Milkweed - Asclepias Tuberosa - Hummingbird's Favorite Dish & Butterflies Too!
The milkweed plant is an essential addition for homeowners who desire butterflies to be part of their outdoor community, attracting the famous monarch butterfly in particular. It is native to the eastern region of North America. An upright plant, this perennial may reach two feet to six feet tall.
Its leaves emerge from a sturdy stalk as waxy, pointed, and dark green. Soon, as the plant matures, the leaves grow large and become more reddish. They eventually fall from the stem, and the well-known milky substance oozes from the growing plant. Stems eventually turn hollow and hairy. The pink to fragrant purple flowers bloom from June to August.

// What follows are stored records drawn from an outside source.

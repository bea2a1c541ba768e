#![warn(clippy::all)]
#![warn(clippy::pedantic)]
#![allow(clippy::cast_precision_loss)]
#![allow(clippy::cast_possible_truncation)]
#![allow(clippy::module_name_repetitions)]
#![allow(clippy::missing_errors_doc)]
#![allow(clippy::missing_panics_doc)]
#![allow(clippy::too_many_arguments)]

pub mod archive;
pub mod errors;
pub mod group;
pub mod resources;
pub mod serializer;

pub use archive::{Archive, DataStream, FileSystemArchive, MemoryArchive, ZipArchive};
pub use errors::{RelicError, Result};
pub use group::{
    DEFAULT_RESOURCE_GROUP, DropMode, LoadOrder, ResourceGroupListener, ResourceGroupManager,
    WORLD_RESOURCE_GROUP,
};
pub use resources::{
    BufferManager, BufferUsage, DefaultBufferManager, IndexData, IndexType, Mesh, MeshManager,
    OperationType, Resource, ResourceManager, ResourceRef, ScriptLoader, SubMesh, VertexData,
    VertexDeclaration, VertexElementSemantic, VertexElementType,
};
pub use serializer::{FormatVersion, MeshSerializer};
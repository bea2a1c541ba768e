//! Directory-tree archive.

use std::fs::File;
use std::io::BufReader;
use std::path::{Path, PathBuf};

use crate::archive::{Archive, DataStream};
use crate::errors::{RelicError, Result, fail};

/// An [`Archive`] over a directory tree.
///
/// Entry names are `/`-separated paths relative to the root, regardless of
/// the host path separator.
pub struct FileSystemArchive {
    name: String,
    root: PathBuf,
}

impl FileSystemArchive {
    /// Creates an archive rooted at `path`. If `path` names a file, its
    /// parent directory becomes the root.
    pub fn new(path: impl AsRef<Path>) -> Self {
        let path = path.as_ref();
        let root = if path.is_file() {
            path.parent().unwrap_or(Path::new(".")).to_path_buf()
        } else {
            path.to_path_buf()
        };
        Self {
            name: root.to_string_lossy().into_owned(),
            root,
        }
    }

    #[inline]
    #[must_use]
    pub fn root(&self) -> &Path {
        &self.root
    }

}

fn walk(dir: &Path, prefix: &str, recursive: bool, out: &mut Vec<String>) {
    let Ok(entries) = std::fs::read_dir(dir) else {
        return;
    };
    for entry in entries.flatten() {
        let file_name = entry.file_name();
        let Some(file_name) = file_name.to_str() else {
            continue;
        };
        let relative = if prefix.is_empty() {
            file_name.to_string()
        } else {
            format!("{prefix}/{file_name}")
        };
        let path = entry.path();
        if path.is_dir() {
            if recursive {
                walk(&path, &relative, recursive, out);
            }
        } else {
            out.push(relative);
        }
    }
}

impl Archive for FileSystemArchive {
    fn name(&self) -> &str {
        &self.name
    }

    fn open(&self, filename: &str) -> Result<DataStream> {
        let path = self.root.join(filename);
        if !path.is_file() {
            return fail(RelicError::FileNotFound(format!(
                "'{filename}' in archive '{}'",
                self.name
            )));
        }
        let file = File::open(path)?;
        Ok(Box::new(BufReader::new(file)))
    }

    fn list(&self, recursive: bool) -> Vec<String> {
        let mut out = Vec::new();
        walk(&self.root, "", recursive, &mut out);
        out.sort();
        out
    }

    fn exists(&self, filename: &str) -> bool {
        self.root.join(filename).is_file()
    }
}
//! Hardware buffer seam.
//!
//! The render system proper is an external collaborator; the pipeline only
//! ever asks it to "create a buffer of N bytes with these usage flags" and to
//! copy bytes in and out. [`BufferManager`] is that narrow interface, and
//! [`DefaultBufferManager`] is the system-memory implementation used by tests
//! and offline tooling.

use std::cell::RefCell;
use std::rc::Rc;
use std::sync::atomic::{AtomicU64, Ordering};

use bitflags::bitflags;

use crate::errors::{RelicError, Result};
use crate::resources::vertex::IndexType;

bitflags! {
    /// Buffer residency and access hints, passed through to the render
    /// system on upload.
    #[derive(Debug, Clone, Copy, PartialEq, Eq)]
    pub struct BufferUsage: u32 {
        /// Rarely modified after creation.
        const STATIC = 1;
        /// Modified frequently.
        const DYNAMIC = 2;
        /// The application never reads back; the device may place the buffer
        /// in write-combined memory.
        const WRITE_ONLY = 4;
        const STATIC_WRITE_ONLY = Self::STATIC.bits() | Self::WRITE_ONLY.bits();
        const DYNAMIC_WRITE_ONLY = Self::DYNAMIC.bits() | Self::WRITE_ONLY.bits();
    }
}

static NEXT_BUFFER_ID: AtomicU64 = AtomicU64::new(1);

/// A system-memory vertex buffer.
#[derive(Debug)]
pub struct VertexBuffer {
    id: u64,
    vertex_size: usize,
    vertex_count: usize,
    usage: BufferUsage,
    data: Vec<u8>,
}

impl VertexBuffer {
    #[must_use]
    pub fn new(vertex_size: usize, vertex_count: usize, usage: BufferUsage) -> Self {
        Self {
            id: NEXT_BUFFER_ID.fetch_add(1, Ordering::Relaxed),
            vertex_size,
            vertex_count,
            usage,
            data: vec![0; vertex_size * vertex_count],
        }
    }

    #[inline]
    #[must_use]
    pub fn id(&self) -> u64 {
        self.id
    }

    #[inline]
    #[must_use]
    pub fn vertex_size(&self) -> usize {
        self.vertex_size
    }

    #[inline]
    #[must_use]
    pub fn vertex_count(&self) -> usize {
        self.vertex_count
    }

    #[inline]
    #[must_use]
    pub fn usage(&self) -> BufferUsage {
        self.usage
    }

    #[inline]
    #[must_use]
    pub fn size(&self) -> usize {
        self.data.len()
    }

    pub fn write(&mut self, offset: usize, bytes: &[u8]) -> Result<()> {
        write_range(&mut self.data, offset, bytes)
    }

    pub fn read(&self, offset: usize, len: usize) -> Result<&[u8]> {
        read_range(&self.data, offset, len)
    }

    #[must_use]
    pub fn bytes(&self) -> &[u8] {
        &self.data
    }
}

/// A system-memory index buffer.
#[derive(Debug)]
pub struct IndexBuffer {
    id: u64,
    index_type: IndexType,
    index_count: usize,
    usage: BufferUsage,
    data: Vec<u8>,
}

impl IndexBuffer {
    #[must_use]
    pub fn new(index_type: IndexType, index_count: usize, usage: BufferUsage) -> Self {
        Self {
            id: NEXT_BUFFER_ID.fetch_add(1, Ordering::Relaxed),
            index_type,
            index_count,
            usage,
            data: vec![0; index_type.size() * index_count],
        }
    }

    #[inline]
    #[must_use]
    pub fn id(&self) -> u64 {
        self.id
    }

    #[inline]
    #[must_use]
    pub fn index_type(&self) -> IndexType {
        self.index_type
    }

    #[inline]
    #[must_use]
    pub fn index_count(&self) -> usize {
        self.index_count
    }

    #[inline]
    #[must_use]
    pub fn usage(&self) -> BufferUsage {
        self.usage
    }

    #[inline]
    #[must_use]
    pub fn size(&self) -> usize {
        self.data.len()
    }

    pub fn write(&mut self, offset: usize, bytes: &[u8]) -> Result<()> {
        write_range(&mut self.data, offset, bytes)
    }

    pub fn read(&self, offset: usize, len: usize) -> Result<&[u8]> {
        read_range(&self.data, offset, len)
    }

    #[must_use]
    pub fn bytes(&self) -> &[u8] {
        &self.data
    }
}

fn write_range(data: &mut [u8], offset: usize, bytes: &[u8]) -> Result<()> {
    let end = offset
        .checked_add(bytes.len())
        .filter(|&end| end <= data.len())
        .ok_or_else(|| {
            RelicError::InvalidParams(format!(
                "buffer write out of range: offset {offset} + {} > {}",
                bytes.len(),
                data.len()
            ))
        })?;
    data[offset..end].copy_from_slice(bytes);
    Ok(())
}

fn read_range(data: &[u8], offset: usize, len: usize) -> Result<&[u8]> {
    let end = offset
        .checked_add(len)
        .filter(|&end| end <= data.len())
        .ok_or_else(|| {
            RelicError::InvalidParams(format!(
                "buffer read out of range: offset {offset} + {len} > {}",
                data.len()
            ))
        })?;
    Ok(&data[offset..end])
}

pub type SharedVertexBuffer = Rc<RefCell<VertexBuffer>>;
pub type SharedIndexBuffer = Rc<RefCell<IndexBuffer>>;

/// Narrow buffer-creation interface onto the render system.
pub trait BufferManager {
    fn create_vertex_buffer(
        &self,
        vertex_size: usize,
        vertex_count: usize,
        usage: BufferUsage,
    ) -> SharedVertexBuffer;

    fn create_index_buffer(
        &self,
        index_type: IndexType,
        index_count: usize,
        usage: BufferUsage,
    ) -> SharedIndexBuffer;
}

/// System-memory [`BufferManager`], the software fallback used when no
/// render system is attached.
#[derive(Debug, Default)]
pub struct DefaultBufferManager;

impl DefaultBufferManager {
    #[must_use]
    pub fn new() -> Self {
        Self
    }
}

impl BufferManager for DefaultBufferManager {
    fn create_vertex_buffer(
        &self,
        vertex_size: usize,
        vertex_count: usize,
        usage: BufferUsage,
    ) -> SharedVertexBuffer {
        Rc::new(RefCell::new(VertexBuffer::new(
            vertex_size,
            vertex_count,
            usage,
        )))
    }

    fn create_index_buffer(
        &self,
        index_type: IndexType,
        index_count: usize,
        usage: BufferUsage,
    ) -> SharedIndexBuffer {
        Rc::new(RefCell::new(IndexBuffer::new(
            index_type,
            index_count,
            usage,
        )))
    }
}

#[cfg(test)]
mod tests {
    use super::*;

    #[test]
    fn vertex_buffer_write_and_read() {
        let mut buf = VertexBuffer::new(12, 4, BufferUsage::STATIC);
        assert_eq!(buf.size(), 48);
        buf.write(12, &[1, 2, 3, 4]).unwrap();
        assert_eq!(buf.read(12, 4).unwrap(), &[1, 2, 3, 4]);
    }

    #[test]
    fn out_of_range_access_is_rejected() {
        let mut buf = VertexBuffer::new(4, 2, BufferUsage::DYNAMIC);
        assert!(buf.write(6, &[0, 0, 0]).is_err());
        assert!(buf.read(0, 9).is_err());
        assert!(buf.read(usize::MAX, 2).is_err());
    }

    #[test]
    fn index_buffer_sizing_follows_width() {
        let b16 = IndexBuffer::new(IndexType::U16, 6, BufferUsage::STATIC);
        let b32 = IndexBuffer::new(IndexType::U32, 6, BufferUsage::STATIC);
        assert_eq!(b16.size(), 12);
        assert_eq!(b32.size(), 24);
    }

    #[test]
    fn buffer_ids_are_unique() {
        let a = VertexBuffer::new(4, 1, BufferUsage::STATIC);
        let b = VertexBuffer::new(4, 1, BufferUsage::STATIC);
        assert_ne!(a.id(), b.id());
    }
}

The milkweed is hardy in zones four to nine and grows best in full sun to partial shade. This plant will produce much better if gardeners apply the stratification process before germinating seeds. That involves placing seeds in moist soil and refrigerating them for three weeks before switching them to warmer temperatures for six weeks. This last step can be accomplished with grow lights in colder climates. Baby plants should stay moist, and once they have become a couple of leaves. You should plant the seedlings in a sunny location in the yard. The milkweed will send down a long taproot and benefit from mulching; Milkweed can incorporate these plants with other flowers in a border, meadow, or naturalized areas. Milkweed can offer many beneficial insects plenty of pollen as well. Once fall and winter set in, the homeowner can leave dead stalks in their landscape, which will attract birds in the early spring who like to use the dead stems for their nests. These hollow stalks are also beautiful spots for over-wintering insects, attracting wildlife looking for food during the cold months.